Install dependancies with conda and pip:
conda create -n core_gene_phylo_env python=3 biopython=1.79 panaroo=1.2.9 iqtree=2.1.2 clonalframeml=1.12 ete3 bcbio-gff svgwrite dos2unix
Or
conda env create -f environment.yml
Once environment has been created.
conda activate core_gene_phylo_env
pip install FastRoot
dos2unix $(which FastRoot.py)
git clone --recurse-submodules https://github.com/Jwebster89/Core_gene_phylo.git
cd Core_gene_phylo
python setup.py install
Final output from Core_gene_phylo is core_gene_alignment.rc_masked.filtered.mvroot.treefile
a minvar rooted, bootstrap replicate tree.
This tree is composed of core genes from panaroo that have passed model testing in IQ tree and have been through recombination filtering.

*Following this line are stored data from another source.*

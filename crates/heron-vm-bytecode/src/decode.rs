//! Instruction decoding

use crate::error::{BytecodeError, Result};
use crate::instruction::Opcode;
use crate::operand::{Operand, read_i16, read_i32, read_u8, read_u16};

/// A decoded instruction with its operands
#[derive(Debug, Clone, Copy, PartialEq, Eq)]
pub struct DecodedInstruction {
    /// Position of the opcode byte
    pub pc: usize,
    /// The opcode
    pub opcode: Opcode,
    /// Operand values in layout order; unused entries are zero
    pub operands: [i32; 2],
}

impl DecodedInstruction {
    /// Position of the next instruction
    #[inline]
    pub fn next_pc(&self) -> usize {
        self.pc + self.opcode.length()
    }

    /// Operand `i` as an unsigned 16-bit value
    #[inline]
    pub fn u16(&self, i: usize) -> u16 {
        self.operands[i] as u16
    }

    /// Absolute targets of the instruction's jump operands (zero offsets skipped)
    pub fn jump_targets(&self) -> impl Iterator<Item = isize> + '_ {
        self.opcode
            .operands()
            .iter()
            .zip(self.operands)
            .filter(|(kind, offset)| **kind == Operand::Jump && *offset != 0)
            .map(|(_, offset)| self.pc as isize + offset as isize)
    }
}

/// Decode one instruction at `pc`
pub fn decode_at(code: &[u8], pc: usize) -> Result<DecodedInstruction> {
    let byte = code[pc];
    let opcode = Opcode::from_byte(byte).ok_or(BytecodeError::InvalidOpcode {
        opcode: byte,
        offset: pc,
    })?;
    if pc + opcode.length() > code.len() {
        return Err(BytecodeError::Truncated(pc));
    }

    let mut operands = [0i32; 2];
    let mut at = pc + 1;
    for (slot, kind) in operands.iter_mut().zip(opcode.operands()) {
        *slot = match kind {
            Operand::U8 => read_u8(code, at) as i32,
            Operand::I16 | Operand::Jump => read_i16(code, at) as i32,
            Operand::I32 => read_i32(code, at),
            Operand::U16
            | Operand::String
            | Operand::Number
            | Operand::Function
            | Operand::RegExp => read_u16(code, at) as i32,
        };
        at += kind.width();
    }

    Ok(DecodedInstruction {
        pc,
        opcode,
        operands,
    })
}

/// Iterator over the instructions of a code blob
#[derive(Debug, Clone)]
pub struct Instructions<'a> {
    code: &'a [u8],
    pc: usize,
    failed: bool,
}

impl<'a> Instructions<'a> {
    /// Decode `code` from its first byte
    pub fn new(code: &'a [u8]) -> Self {
        Self {
            code,
            pc: 0,
            failed: false,
        }
    }
}

impl Iterator for Instructions<'_> {
    type Item = Result<DecodedInstruction>;

    fn next(&mut self) -> Option<Self::Item> {
        if self.failed || self.pc >= self.code.len() {
            return None;
        }
        match decode_at(self.code, self.pc) {
            Ok(insn) => {
                self.pc = insn.next_pc();
                Some(Ok(insn))
            }
            Err(e) => {
                self.failed = true;
                Some(Err(e))
            }
        }
    }
}

#[cfg(test)]
mod tests {
    use super::*;
    use crate::buffer::CodeBuffer;

    #[test]
    fn test_decode_sequence() {
        let mut buf = CodeBuffer::new();
        buf.push_u8(Opcode::Int.to_byte());
        buf.push_i32(-70_000);
        buf.push_u8(Opcode::Call.to_byte());
        buf.push_u16(2);
        buf.push_u16(7);
        buf.push_u8(Opcode::Return.to_byte());

        let insns: Vec<_> = Instructions::new(buf.as_slice())
            .collect::<Result<_>>()
            .unwrap();
        assert_eq!(insns.len(), 3);
        assert_eq!(insns[0].operands[0], -70_000);
        assert_eq!(insns[1].pc, 5);
        assert_eq!(insns[1].operands, [2, 7]);
        assert_eq!(insns[2].opcode, Opcode::Return);
    }

    #[test]
    fn test_truncated() {
        let code = [Opcode::GetVar.to_byte(), 0];
        assert_eq!(decode_at(&code, 0), Err(BytecodeError::Truncated(0)));
    }

    #[test]
    fn test_invalid_opcode() {
        let code = [0xEE];
        assert!(matches!(
            decode_at(&code, 0),
            Err(BytecodeError::InvalidOpcode { opcode: 0xEE, .. })
        ));
    }

    #[test]
    fn test_try_jump_targets() {
        let mut buf = CodeBuffer::new();
        buf.push_u8(Opcode::Undefined.to_byte());
        buf.push_u8(Opcode::Try.to_byte());
        buf.push_i16(0);
        buf.push_i16(12);

        let insn = decode_at(buf.as_slice(), 1).unwrap();
        let targets: Vec<_> = insn.jump_targets().collect();
        assert_eq!(targets, vec![13]);
        assert_eq!(insn.next_pc(), 6);
    }
}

Other files of interest include:
- core_gene_alignment.rc_masked.filtered.aln:
- The filtered alignment used for tree building
- core_gene_alignment.aln
- The core gene alignment output from Panaroo
- gene_presence_absence.csv
- Pangenome results from Panaroo
Core_gene_phylogeny_runner.sh requires a folder with gff files, an output directory and the number of threads.
usage: core_gene_phylo [-h] -g GFF_DIR -o OUTDIR [-t THREADS]
core_gene_phylo - Scripts to create bacterial core gene phylogenies.
optional arguments:
-h, --help show this help message and exit
-g GFF_DIR, --gff-dir GFF_DIR
Path to a directory with your sample gff files.
-o OUTDIR, --output-dir OUTDIR
Path to the output directory. A directory will be created if one does not exist.
-t THREADS, --threads THREADS
Number of threads.